We also consulted with Sartorius Stedim’s Maik Jornitz, current chair of the board at PDA, about whether the guidance will make a difference regarding the validation of filtration processes, one of his areas of expertise. “I do not think that the new Process Validation Guidance will change the process validation needs and activities surrounding sterilizing grade filtration,” he says. “The 2004 Aseptic Processing Guidance makes it very clear what is expected by regulators in regard to sterilizing grade filter validation, which is still very valid and unchanged by the new Process Validation Guidance.”

Will this guidance help filter end users to better understand which filter process input variables are "critical to quality"? “I do not know whether it will help, but it will raise the awareness and emphasis that there are critical variables within the filtration process,” Jornitz says. “The 2004 Aseptic Guideline touches upon and PDA Technical Report #26 describes in detail these critical process parameters, if the awareness is not already there.”

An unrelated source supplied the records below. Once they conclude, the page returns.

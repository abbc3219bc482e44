//! fOS Visibility
//!
//! Element visibility for fOS pages: how much of an element is inside its
//! viewport, whether styling hides it, whether the page itself is visible,
//! and monitors that sample this over time.
//!
//! # Example
//!
//! ```no_run
//! use std::rc::Rc;
//! use fos_dom::ElementGeometry;
//! use fos_visibility::{EventLoop, EveryOptions, Page, Visibility};
//!
//! let page = Rc::new(Page::new(800.0, 600.0));
//! let document = page.document().unwrap();
//! let ad = page.append_element(document, "div").unwrap();
//! page.set_layout(ad, ElementGeometry::from_xywh(0.0, 100.0, 300.0, 250.0)).unwrap();
//!
//! let visibility = Rc::new(Visibility::new(page.clone(), page.page_visibility()).unwrap());
//! assert_eq!(visibility.percentage(ad), 1.0);
//!
//! let event_loop = Rc::new(EventLoop::new());
//! let monitor = visibility.create_monitor(ad, event_loop.clone());
//! monitor.every(EveryOptions::new(0.5, 1000, |_| println!("viewed"))).unwrap();
//! event_loop.advance(1100);
//! ```

mod config;
mod error;
mod evaluator;
mod event_loop;
mod events;
mod host;
mod monitor;
mod page;
mod page_visibility;
mod reading;

pub mod geometry;
pub mod style;

pub use config::VisibilityConfig;
pub use error::{Result, VisibilityError};
pub use evaluator::{compatible, Capabilities, Visibility};
pub use event_loop::{Clock, EventLoop, Scheduler, TimerId};
pub use events::{EmitterListenerId, EventEmitter, EventScope, EventSource, Subscription};
pub use geometry::{Rectangle, Viewport};
pub use host::{ElementHost, Size, StyleApi};
pub use monitor::{ConditionState, EveryOptions, Monitor, MonitorEvent, MonitorHandle, MonitorState, ThresholdCallback};
pub use page::Page;
pub use page_visibility::{DocumentVisibility, PageVisibility, PageVisibilityApi, VisibilityChangeHandler};
pub use reading::{VisibilityReading, VisibilityState};
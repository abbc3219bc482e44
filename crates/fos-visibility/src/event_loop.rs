//! Event Loop Implementation
//!
//! Clock and timer services the monitor runs on, plus a single-threaded
//! virtual-time event loop implementing them. Time only moves when the
//! owner calls [`EventLoop::advance`], which keeps timing behaviour
//! deterministic.

use std::cell::RefCell;
use std::collections::VecDeque;
use std::fmt;

/// Monotonic clock in milliseconds
pub trait Clock {
    fn now(&self) -> f64;
}

/// Timer identifier
#[derive(Debug, Clone, Copy, PartialEq, Eq, Hash)]
pub struct TimerId(u32);

/// Timer and deferred-callback scheduling
pub trait Scheduler {
    /// Run `callback` every `interval_ms` until cleared
    fn set_interval(&self, interval_ms: u64, callback: Box<dyn FnMut()>) -> TimerId;

    /// Cancel an interval. Unknown ids are ignored.
    fn clear_interval(&self, id: TimerId);

    /// Run `task` once the current task has finished
    fn defer(&self, task: Box<dyn FnOnce()>);
}

/// Interval timer
struct Timer {
    id: TimerId,
    interval_ms: u64,
    next_due: u64,
    /// Taken out while the callback runs
    callback: Option<Box<dyn FnMut()>>,
}

#[derive(Default)]
struct LoopState {
    /// Pending timers
    timers: Vec<Timer>,
    /// Deferred tasks, run after each timer task
    deferred: VecDeque<Box<dyn FnOnce()>>,
    /// Next timer ID
    next_timer_id: u32,
    /// Current timestamp (ms)
    current_time: u64,
}

/// Virtual-time event loop
#[derive(Default)]
pub struct EventLoop {
    state: RefCell<LoopState>,
}

impl EventLoop {
    pub fn new() -> Self {
        Self::default()
    }

    /// Current virtual time (ms)
    pub fn current_time(&self) -> u64 {
        self.state.borrow().current_time
    }

    /// Advance time by `delta_ms`, firing due timers in due order.
    ///
    /// Each timer task runs to completion and is followed by the deferred
    /// tasks it queued.
    pub fn advance(&self, delta_ms: u64) {
        let target = self.current_time().saturating_add(delta_ms);

        while let Some((id, mut callback)) = self.take_due_timer(target) {
            callback();

            // Re-arm unless the timer was cleared while running
            if let Some(timer) = self.state.borrow_mut().timers.iter_mut().find(|t| t.id == id) {
                timer.callback = Some(callback);
            }
            self.run_deferred();
        }

        self.state.borrow_mut().current_time = target;
        self.run_deferred();
    }

    fn take_due_timer(&self, target: u64) -> Option<(TimerId, Box<dyn FnMut()>)> {
        let mut state = self.state.borrow_mut();
        let timer = state.timers
            .iter_mut()
            .filter(|t| t.callback.is_some() && t.next_due <= target)
            .min_by_key(|t| (t.next_due, t.id.0))?;

        let due = timer.next_due;
        timer.next_due = due + timer.interval_ms;
        let id = timer.id;
        let callback = timer.callback.take()?;
        state.current_time = due;
        Some((id, callback))
    }

    /// Run queued deferred tasks, including ones queued while draining
    pub fn run_deferred(&self) {
        loop {
            let task = self.state.borrow_mut().deferred.pop_front();
            match task {
                Some(task) => task(),
                None => break,
            }
        }
    }

    /// Number of active timers
    pub fn pending_timers(&self) -> usize {
        self.state.borrow().timers.len()
    }

    /// Check if there's pending work
    pub fn has_pending_work(&self) -> bool {
        let state = self.state.borrow();
        !state.timers.is_empty() || !state.deferred.is_empty()
    }
}

impl Clock for EventLoop {
    fn now(&self) -> f64 {
        self.current_time() as f64
    }
}

impl Scheduler for EventLoop {
    fn set_interval(&self, interval_ms: u64, callback: Box<dyn FnMut()>) -> TimerId {
        let mut state = self.state.borrow_mut();
        let id = TimerId(state.next_timer_id);
        state.next_timer_id += 1;
        let interval_ms = interval_ms.max(1);
        let next_due = state.current_time + interval_ms;
        state.timers.push(Timer {
            id,
            interval_ms,
            next_due,
            callback: Some(callback),
        });
        tracing::trace!("Set interval {:?} every {}ms", id, interval_ms);
        id
    }

    fn clear_interval(&self, id: TimerId) {
        self.state.borrow_mut().timers.retain(|t| t.id != id);
    }

    fn defer(&self, task: Box<dyn FnOnce()>) {
        self.state.borrow_mut().deferred.push_back(task);
    }
}

impl fmt::Debug for EventLoop {
    fn fmt(&self, f: &mut fmt::Formatter<'_>) -> fmt::Result {
        let state = self.state.borrow();
        f.debug_struct("EventLoop")
            .field("current_time", &state.current_time)
            .field("timers", &state.timers.len())
            .field("deferred", &state.deferred.len())
            .finish()
    }
}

Jornitz, a frequent writer, speaker, and lecturer, has long preached a “science-based” approach to filter validation, and so believes the PV guidance will support this trend but is not necessarily a game-changer: “I believe everybody in the industry is working in accordance to a science-based approach,” he adds. “Therefore, guidances are only there to reiterate or support what should and is commonly done—or so I hope . . . I do not think that the Process Validation Guidance states something new here.” 

References
1. Agalloco, J.P. “FDA's Draft Guidance for Process Validation: Can It Be Applied Universally?”Pharmaceutical Technology. May 1, 2009.